- What you should do -
The entries are to be output in full, word for word.

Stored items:
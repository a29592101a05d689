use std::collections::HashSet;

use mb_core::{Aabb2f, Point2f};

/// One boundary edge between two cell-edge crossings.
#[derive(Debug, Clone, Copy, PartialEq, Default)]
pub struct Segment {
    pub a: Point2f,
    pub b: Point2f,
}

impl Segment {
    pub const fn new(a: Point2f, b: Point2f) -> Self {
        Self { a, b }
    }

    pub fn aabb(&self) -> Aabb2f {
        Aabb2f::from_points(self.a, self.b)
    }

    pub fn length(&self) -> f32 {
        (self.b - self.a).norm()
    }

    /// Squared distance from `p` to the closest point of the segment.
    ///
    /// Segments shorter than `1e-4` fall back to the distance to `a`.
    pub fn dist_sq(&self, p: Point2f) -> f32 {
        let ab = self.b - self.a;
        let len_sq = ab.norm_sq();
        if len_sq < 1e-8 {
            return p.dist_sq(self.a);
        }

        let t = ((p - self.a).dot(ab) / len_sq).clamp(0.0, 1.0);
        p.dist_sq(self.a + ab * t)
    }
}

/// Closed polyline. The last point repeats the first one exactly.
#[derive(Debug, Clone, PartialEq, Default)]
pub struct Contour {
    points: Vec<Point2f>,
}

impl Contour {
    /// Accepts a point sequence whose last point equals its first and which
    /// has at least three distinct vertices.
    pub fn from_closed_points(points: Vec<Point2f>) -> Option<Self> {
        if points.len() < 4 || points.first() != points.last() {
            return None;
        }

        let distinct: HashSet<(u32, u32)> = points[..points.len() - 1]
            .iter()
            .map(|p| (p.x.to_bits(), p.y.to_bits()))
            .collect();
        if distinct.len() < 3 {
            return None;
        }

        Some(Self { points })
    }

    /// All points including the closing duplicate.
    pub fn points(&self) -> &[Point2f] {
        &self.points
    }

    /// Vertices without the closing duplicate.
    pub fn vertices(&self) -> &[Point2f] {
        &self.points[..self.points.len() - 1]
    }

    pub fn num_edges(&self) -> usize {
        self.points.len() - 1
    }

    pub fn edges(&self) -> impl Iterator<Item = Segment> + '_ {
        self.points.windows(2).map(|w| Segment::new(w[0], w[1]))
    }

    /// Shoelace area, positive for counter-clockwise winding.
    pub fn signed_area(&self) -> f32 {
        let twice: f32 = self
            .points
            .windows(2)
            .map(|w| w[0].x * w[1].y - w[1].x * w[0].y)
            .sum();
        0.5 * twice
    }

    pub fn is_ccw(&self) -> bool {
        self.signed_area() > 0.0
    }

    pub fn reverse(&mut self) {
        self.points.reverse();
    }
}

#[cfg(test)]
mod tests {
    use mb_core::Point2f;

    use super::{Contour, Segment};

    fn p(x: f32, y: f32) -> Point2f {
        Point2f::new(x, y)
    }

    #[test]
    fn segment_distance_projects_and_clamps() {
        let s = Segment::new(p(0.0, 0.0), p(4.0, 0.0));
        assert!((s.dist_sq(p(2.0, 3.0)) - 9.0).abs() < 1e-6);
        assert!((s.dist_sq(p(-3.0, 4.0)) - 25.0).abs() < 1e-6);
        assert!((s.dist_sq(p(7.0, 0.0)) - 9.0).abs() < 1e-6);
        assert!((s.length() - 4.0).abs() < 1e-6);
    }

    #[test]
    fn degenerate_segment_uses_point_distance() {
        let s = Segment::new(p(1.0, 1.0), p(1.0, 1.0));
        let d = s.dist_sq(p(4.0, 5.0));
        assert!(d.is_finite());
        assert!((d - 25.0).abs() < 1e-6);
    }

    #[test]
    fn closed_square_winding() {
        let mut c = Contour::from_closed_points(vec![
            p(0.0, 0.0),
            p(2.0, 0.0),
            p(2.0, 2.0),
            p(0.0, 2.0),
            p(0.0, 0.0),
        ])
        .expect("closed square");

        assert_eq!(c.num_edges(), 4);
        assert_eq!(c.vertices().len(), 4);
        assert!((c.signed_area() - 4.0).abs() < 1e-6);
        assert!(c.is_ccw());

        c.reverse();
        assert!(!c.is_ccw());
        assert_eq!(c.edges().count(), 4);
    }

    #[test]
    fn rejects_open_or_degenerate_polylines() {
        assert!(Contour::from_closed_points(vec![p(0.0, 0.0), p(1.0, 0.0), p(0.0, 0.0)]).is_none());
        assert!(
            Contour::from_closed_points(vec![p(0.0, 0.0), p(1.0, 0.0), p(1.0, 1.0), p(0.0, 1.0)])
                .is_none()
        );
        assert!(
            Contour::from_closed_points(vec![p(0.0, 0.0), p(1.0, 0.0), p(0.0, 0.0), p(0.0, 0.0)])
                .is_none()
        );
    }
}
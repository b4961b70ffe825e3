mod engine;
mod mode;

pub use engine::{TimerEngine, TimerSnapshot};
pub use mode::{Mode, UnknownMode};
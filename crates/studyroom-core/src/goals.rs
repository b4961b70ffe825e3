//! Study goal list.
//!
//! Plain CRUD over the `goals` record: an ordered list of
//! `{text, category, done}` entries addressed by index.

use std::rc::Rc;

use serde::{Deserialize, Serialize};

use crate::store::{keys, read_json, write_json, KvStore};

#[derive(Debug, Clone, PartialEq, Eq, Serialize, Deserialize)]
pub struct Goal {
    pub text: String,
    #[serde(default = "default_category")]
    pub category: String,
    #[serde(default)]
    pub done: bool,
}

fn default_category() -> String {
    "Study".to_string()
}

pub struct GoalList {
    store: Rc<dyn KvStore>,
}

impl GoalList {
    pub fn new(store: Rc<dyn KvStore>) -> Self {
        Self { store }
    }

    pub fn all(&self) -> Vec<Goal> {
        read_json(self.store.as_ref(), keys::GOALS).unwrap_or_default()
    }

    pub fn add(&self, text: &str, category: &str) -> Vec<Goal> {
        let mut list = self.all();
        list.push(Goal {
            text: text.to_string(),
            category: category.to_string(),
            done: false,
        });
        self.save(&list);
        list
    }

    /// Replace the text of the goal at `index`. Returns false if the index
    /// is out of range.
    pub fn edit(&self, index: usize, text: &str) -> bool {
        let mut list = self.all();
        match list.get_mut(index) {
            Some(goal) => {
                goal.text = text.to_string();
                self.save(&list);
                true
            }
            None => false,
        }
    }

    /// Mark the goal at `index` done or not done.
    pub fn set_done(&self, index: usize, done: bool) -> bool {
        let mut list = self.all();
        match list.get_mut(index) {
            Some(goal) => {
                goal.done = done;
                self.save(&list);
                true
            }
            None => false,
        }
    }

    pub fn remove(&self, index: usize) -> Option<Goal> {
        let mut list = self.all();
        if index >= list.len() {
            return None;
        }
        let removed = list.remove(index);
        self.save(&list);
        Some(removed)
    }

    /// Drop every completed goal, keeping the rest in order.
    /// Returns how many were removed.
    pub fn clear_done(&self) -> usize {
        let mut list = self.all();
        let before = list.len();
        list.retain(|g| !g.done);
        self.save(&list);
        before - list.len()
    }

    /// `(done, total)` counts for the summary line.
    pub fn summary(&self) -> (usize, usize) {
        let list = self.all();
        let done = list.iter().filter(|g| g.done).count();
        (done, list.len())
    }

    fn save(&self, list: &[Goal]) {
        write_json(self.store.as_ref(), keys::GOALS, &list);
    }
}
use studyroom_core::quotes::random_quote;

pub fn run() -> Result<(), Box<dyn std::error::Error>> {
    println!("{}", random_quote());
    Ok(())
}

- Response for this exercise -
repository a29592101a05d689
use std::collections::HashSet;

use mb_core::{Aabb2f, Point2f};

/// One boundary edge between two cell-edge crossings.
#[derive(Debug, Clone, Copy, PartialEq, Default)]
pub struct Segment {
    pub a: Point2f,
    pub b: Point2f,
}

impl Segment {
    pub const fn new(a: Point2f, b: Point2f) -> Self {
        Self { a, b }
    }

    pub fn aabb(&self) -> Aabb2f {
        Aabb2f::from_points(self.a, self.b)
    }

    pub fn length(&self) -> f32 {
        (self.b - self.a).norm()
    }

    /// Squared distance from `p` to the closest point of the segment.
    ///
    /// Segments shorter than `1e-4` fall back to the distance to `a`.
    pub fn dist_sq(&self, p: Point2f) -> f32 {
        let ab = self.b - self.a;
        let len_sq = ab.norm_sq();
        if len_sq < 1e-8 {
            return p.dist_sq(self.a);
        }

        let t = ((p - self.a).dot(ab) / len_sq).clamp(0.0, 1.0);
        p.dist_sq(self.a + ab * t)
    }
}

/// Closed polyline. The last point repeats the first one exactly.
#[derive(Debug, Clone, PartialEq, Default)]
pub struct Contour {
    points: Vec<Point2f>,
}

impl Contour {
    /// Accepts a point sequence whose last point equals its first and which
    /// has at least three distinct vertices.
    pub fn from_closed_points(points: Vec<Point2f>) -> Option<Self> {
        if points.len() < 4 || points.first() != points.last() {
            return None;
        }

        let distinct: HashSet<(u32, u32)> = points[..points.len() - 1]
            .iter()
            .map(|p| (p.x.to_bits(), p.y.to_bits()))
            .collect();
        if distinct.len() < 3 {
            return None;
        }

        Some(Self { points })
    }

    /// All points including the closing duplicate.
    pub fn points(&self) -> &[Point2f] {
        &self.points
    }

    /// Vertices without the closing duplicate.
    pub fn vertices(&self) -> &[Point2f] {
        &self.points[..self.points.len() - 1]
    }

    pub fn num_edges(&self) -> usize {
        self.points.len() - 1
    }

    pub fn edges(&self) -> impl Iterator<Item = Segment> + '_ {
        self.points.windows(2).map(|w| Segment::new(w[0], w[1]))
    }

    /// Shoelace area, positive for counter-clockwise winding.
    pub fn signed_area(&self) -> f32 {
        let twice: f32 = self
            .points
            .windows(2)
            .map(|w| w[0].x * w[1].y - w[1].x * w[0].y)
            .sum();
        0.5 * twice
    }

    pub fn is_ccw(&self) -> bool {
        self.signed_area() > 0.0
    }

    pub fn reverse(&mut self) {
        self.points.reverse();
    }
}

#[cfg(test)]
mod tests {
    use mb_core::Point2f;

    use super::{Contour, Segment};

    fn p(x: f32, y: f32) -> Point2f {
        Point2f::new(x, y)
    }

    #[test]
    fn segment_distance_projects_and_clamps() {
        let s = Segment::new(p(0.0, 0.0), p(4.0, 0.0));
        assert!((s.dist_sq(p(2.0, 3.0)) - 9.0).abs() < 1e-6);
        assert!((s.dist_sq(p(-3.0, 4.0)) - 25.0).abs() < 1e-6);
        assert!((s.dist_sq(p(7.0, 0.0)) - 9.0).abs() < 1e-6);
        assert!((s.length() - 4.0).abs() < 1e-6);
    }

    #[test]
    fn degenerate_segment_uses_point_distance() {
        let s = Segment::new(p(1.0, 1.0), p(1.0, 1.0));
        let d = s.dist_sq(p(4.0, 5.0));
        assert!(d.is_finite());
        assert!((d - 25.0).abs() < 1e-6);
    }

    #[test]
    fn closed_square_winding() {
        let mut c = Contour::from_closed_points(vec![
            p(0.0, 0.0),
            p(2.0, 0.0),
            p(2.0, 2.0),
            p(0.0, 2.0),
            p(0.0, 0.0),
        ])
        .expect("closed square");

        assert_eq!(c.num_edges(), 4);
        assert_eq!(c.vertices().len(), 4);
        assert!((c.signed_area() - 4.0).abs() < 1e-6);
        assert!(c.is_ccw());

        c.reverse();
        assert!(!c.is_ccw());
        assert_eq!(c.edges().count(), 4);
    }

    #[test]
    fn rejects_open_or_degenerate_polylines() {
        assert!(Contour::from_closed_points(vec![p(0.0, 0.0), p(1.0, 0.0), p(0.0, 0.0)]).is_none());
        assert!(
            Contour::from_closed_points(vec![p(0.0, 0.0), p(1.0, 0.0), p(1.0, 1.0), p(0.0, 1.0)])
                .is_none()
        );
        assert!(
            Contour::from_closed_points(vec![p(0.0, 0.0), p(1.0, 0.0), p(0.0, 0.0), p(0.0, 0.0)])
                .is_none()
        );
    }
}
repository b4961b70ffe825e3
mod engine;
mod mode;

pub use engine::{TimerEngine, TimerSnapshot};
pub use mode::{Mode, UnknownMode};
filename crates/studyroom-core/src/goals.rs
repository b4961b70ffe825e3
//! Study goal list.
//!
//! Plain CRUD over the `goals` record: an ordered list of
//! `{text, category, done}` entries addressed by index.

use std::rc::Rc;

use serde::{Deserialize, Serialize};

use crate::store::{keys, read_json, write_json, KvStore};

#[derive(Debug, Clone, PartialEq, Eq, Serialize, Deserialize)]
pub struct Goal {
    pub text: String,
    #[serde(default = "default_category")]
    pub category: String,
    #[serde(default)]
    pub done: bool,
}

fn default_category() -> String {
    "Study".to_string()
}

pub struct GoalList {
    store: Rc<dyn KvStore>,
}

impl GoalList {
    pub fn new(store: Rc<dyn KvStore>) -> Self {
        Self { store }
    }

    pub fn all(&self) -> Vec<Goal> {
        read_json(self.store.as_ref(), keys::GOALS).unwrap_or_default()
    }

    pub fn add(&self, text: &str, category: &str) -> Vec<Goal> {
        let mut list = self.all();
        list.push(Goal {
            text: text.to_string(),
            category: category.to_string(),
            done: false,
        });
        self.save(&list);
        list
    }

    /// Replace the text of the goal at `index`. Returns false if the index
    /// is out of range.
    pub fn edit(&self, index: usize, text: &str) -> bool {
        let mut list = self.all();
        match list.get_mut(index) {
            Some(goal) => {
                goal.text = text.to_string();
                self.save(&list);
                true
            }
            None => false,
        }
    }

    /// Mark the goal at `index` done or not done.
    pub fn set_done(&self, index: usize, done: bool) -> bool {
        let mut list = self.all();
        match list.get_mut(index) {
            Some(goal) => {
                goal.done = done;
                self.save(&list);
                true
            }
            None => false,
        }
    }

    pub fn remove(&self, index: usize) -> Option<Goal> {
        let mut list = self.all();
        if index >= list.len() {
            return None;
        }
        let removed = list.remove(index);
        self.save(&list);
        Some(removed)
    }

    /// Drop every completed goal, keeping the rest in order.
    /// Returns how many were removed.
    pub fn clear_done(&self) -> usize {
        let mut list = self.all();
        let before = list.len();
        list.retain(|g| !g.done);
        self.save(&list);
        before - list.len()
    }

    /// `(done, total)` counts for the summary line.
    pub fn summary(&self) -> (usize, usize) {
        let list = self.all();
        let done = list.iter().filter(|g| g.done).count();
        (done, list.len())
    }

    fn save(&self, list: &[Goal]) {
        write_json(self.store.as_ref(), keys::GOALS, &list);
    }
}
use studyroom_core::quotes::random_quote;

pub fn run() -> Result<(), Box<dyn std::error::Error>> {
    println!("{}", random_quote());
    Ok(())
}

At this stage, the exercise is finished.